### Aim of the exercise
If a line in the records below contains "inputs", copy that line.

### Material for this task

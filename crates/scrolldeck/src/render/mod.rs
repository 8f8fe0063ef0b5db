pub mod dots;
pub mod estimator;
pub mod media;
pub mod stack;
pub mod text;

use std::time::Instant;

use eframe::egui::{self, FontId, Stroke};

use crate::content::{SlideWidget, Tier};
use crate::deck::{DeckInput, SlideDeck};
use crate::theme::Theme;

use media::MediaCache;

const MAX_CONTENT_WIDTH: f32 = 1100.0;
const SIDE_PADDING: f32 = 32.0;
const TWO_COLUMN_MIN_WIDTH: f32 = 1024.0;
const MEDIA_COLUMN_WIDTH: f32 = 520.0;
const COLUMN_GAP: f32 = 48.0;
const LOGO_HEIGHT: f32 = 56.0;

/// What a section produced this frame.
#[derive(Debug, Default)]
pub struct SectionOutput {
    pub inputs: Vec<DeckInput>,
    /// Screen area of the feature stack, when this section hosts it.
    pub stack_region: Option<egui::Rect>,
}

/// Render one full-height section at `rect`.
#[allow(clippy::too_many_arguments)]
pub fn render_section(
    ui: &mut egui::Ui,
    deck: &SlideDeck,
    index: usize,
    rect: egui::Rect,
    theme: &Theme,
    media: &MediaCache,
    viewport_width: f32,
    now: Instant,
) -> SectionOutput {
    let mut output = SectionOutput::default();
    let Some(slide) = deck.slides().get(index) else {
        return output;
    };

    let content = content_rect(rect);
    let has_media = slide.media().is_some() && slide.widget != Some(SlideWidget::FeatureStack);
    let (text_col, media_col) = columns(content, has_media);

    let mut y = content.top();
    let x = text_col.left();
    let w = text_col.width();

    if index == 0 {
        y += draw_logo(ui, deck, media, egui::pos2(x, y));
    }

    let title_size = theme.title_size_for(viewport_width);
    let body_size = theme.body_size_for(viewport_width);
    y += text::draw_text(ui, &slide.title, egui::pos2(x, y), title_size, theme.heading_color, w);
    if let Some(subtitle) = &slide.subtitle {
        y += 12.0;
        y += text::draw_text(
            ui,
            subtitle,
            egui::pos2(x, y),
            theme.subtitle_size,
            theme.muted,
            w,
        );
    }
    if !slide.bullets.is_empty() {
        y += 24.0;
        y += text::draw_bullets(ui, &slide.bullets, egui::pos2(x, y), body_size, theme.foreground, w);
    }
    if !slide.tiers.is_empty() {
        y += 24.0;
        y += draw_tiers(ui, &slide.tiers, theme, egui::pos2(x, y), w, viewport_width);
    }

    match slide.widget {
        Some(SlideWidget::RevenueEstimator) => {
            y += 32.0;
            let (h, input) =
                estimator::render(ui, deck, theme, egui::pos2(x, y), w, viewport_width);
            y += h;
            output.inputs.extend(input);
        }
        Some(SlideWidget::FeatureStack) => {
            y += 32.0;
            let region = egui::Rect::from_min_max(
                egui::pos2(content.left(), y),
                egui::pos2(content.right(), rect.bottom() - 48.0),
            );
            if region.height() > 0.0 {
                output
                    .inputs
                    .extend(stack::render(ui, deck, theme, region, viewport_width, media, now));
                output.stack_region = Some(region);
            }
        }
        None => {}
    }

    if let (Some(area), Some(media_ref)) = (media_col, slide.media()) {
        text::draw_media(ui, media_ref, theme, area, 1.0, media);
    } else if let Some(media_ref) = slide.media().filter(|_| has_media) {
        // Single column: media goes under the text.
        let area = egui::Rect::from_min_max(
            egui::pos2(x, y + 32.0),
            egui::pos2(x + w, rect.bottom() - 32.0),
        );
        if area.height() > 80.0 {
            text::draw_media(ui, media_ref, theme, area, 1.0, media);
        }
    }

    output
}

/// Centered content column inside a section.
fn content_rect(section: egui::Rect) -> egui::Rect {
    let width = (section.width() - SIDE_PADDING * 2.0).min(MAX_CONTENT_WIDTH).max(0.0);
    let top = section.top() + section.height() * 0.12;
    let bottom = section.bottom() - section.height() * 0.08;
    egui::Rect::from_min_max(
        egui::pos2(section.center().x - width / 2.0, top),
        egui::pos2(section.center().x + width / 2.0, bottom.max(top)),
    )
}

/// Text column and, on wide windows with media, the media column.
fn columns(content: egui::Rect, has_media: bool) -> (egui::Rect, Option<egui::Rect>) {
    if !has_media || content.width() < TWO_COLUMN_MIN_WIDTH {
        return (content, None);
    }
    let text_width = content.width() - MEDIA_COLUMN_WIDTH - COLUMN_GAP;
    let text = egui::Rect::from_min_size(content.min, egui::vec2(text_width, content.height()));
    let media = egui::Rect::from_min_max(
        egui::pos2(content.right() - MEDIA_COLUMN_WIDTH, content.top()),
        content.max,
    );
    (text, Some(media))
}

fn draw_logo(ui: &egui::Ui, deck: &SlideDeck, media: &MediaCache, pos: egui::Pos2) -> f32 {
    let Some(logo) = deck.content().logo.as_deref() else {
        return 0.0;
    };
    let Some(texture) = media.get_or_load(ui.ctx(), logo) else {
        return 0.0;
    };
    let size = texture.size_vec2();
    if size.y <= 0.0 {
        return 0.0;
    }
    let width = size.x * LOGO_HEIGHT / size.y;
    let rect = egui::Rect::from_min_size(pos, egui::vec2(width, LOGO_HEIGHT));
    let uv = egui::Rect::from_min_max(egui::pos2(0.0, 0.0), egui::pos2(1.0, 1.0));
    ui.painter()
        .image(texture.id(), rect, uv, egui::Color32::WHITE);
    LOGO_HEIGHT + 24.0
}

/// Tier panels in a row, or stacked on narrow windows. Returns height used.
fn draw_tiers(
    ui: &egui::Ui,
    tiers: &[Tier],
    theme: &Theme,
    pos: egui::Pos2,
    width: f32,
    viewport_width: f32,
) -> f32 {
    let gap = 16.0;
    let padding = 18.0;
    let compact = theme.compact(viewport_width);
    let per_row = if compact { 1 } else { tiers.len().max(1) };
    let panel_width = (width - gap * (per_row as f32 - 1.0)) / per_row as f32;
    let inner = (panel_width - padding * 2.0).max(1.0);
    let painter = ui.painter();

    let galleys: Vec<_> = tiers
        .iter()
        .map(|tier| {
            let name = painter.layout(
                tier.name.clone(),
                FontId::proportional(theme.body_size),
                theme.heading_color,
                inner,
            );
            let description = painter.layout(
                tier.description.clone(),
                FontId::proportional(theme.small_size + 1.0),
                theme.muted,
                inner,
            );
            (name, description)
        })
        .collect();

    let mut y = pos.y;
    for row in galleys.chunks(per_row) {
        let row_height = row
            .iter()
            .map(|(n, d)| n.rect.height() + 8.0 + d.rect.height())
            .fold(0.0_f32, f32::max)
            + padding * 2.0;
        for (col, (name, description)) in row.iter().enumerate() {
            let x = pos.x + col as f32 * (panel_width + gap);
            let rect = egui::Rect::from_min_size(egui::pos2(x, y), egui::vec2(panel_width, row_height));
            painter.rect_filled(rect, 12.0, theme.panel);
            painter.rect_stroke(
                rect,
                12.0,
                Stroke::new(1.0, theme.panel_border),
                egui::StrokeKind::Inside,
            );
            let name_h = name.rect.height();
            painter.galley(egui::pos2(x + padding, y + padding), name.clone(), theme.heading_color);
            painter.galley(
                egui::pos2(x + padding, y + padding + name_h + 8.0),
                description.clone(),
                theme.muted,
            );
        }
        y += row_height + gap;
    }
    y - gap - pos.y
}

#[cfg(test)]
mod tests {
    use super::*;

    fn section(width: f32, height: f32) -> egui::Rect {
        egui::Rect::from_min_size(egui::pos2(0.0, 0.0), egui::vec2(width, height))
    }

    #[test]
    fn test_content_width_capped_and_centered() {
        let r = content_rect(section(1920.0, 1080.0));
        assert_eq!(r.width(), MAX_CONTENT_WIDTH);
        assert_eq!(r.center().x, 960.0);

        let narrow = content_rect(section(600.0, 800.0));
        assert_eq!(narrow.width(), 600.0 - SIDE_PADDING * 2.0);
    }

    #[test]
    fn test_two_columns_only_when_wide_with_media() {
        let wide = content_rect(section(1920.0, 1080.0));
        let (text, media) = columns(wide, true);
        let media = media.unwrap();
        assert_eq!(media.width(), MEDIA_COLUMN_WIDTH);
        assert_eq!(media.left() - text.right(), COLUMN_GAP);

        assert!(columns(wide, false).1.is_none());
        let narrow = content_rect(section(900.0, 800.0));
        assert!(columns(narrow, true).1.is_none());
    }
}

### Result
    pub inputs: Vec<DeckInput>,
            output.inputs.extend(input);
                    .inputs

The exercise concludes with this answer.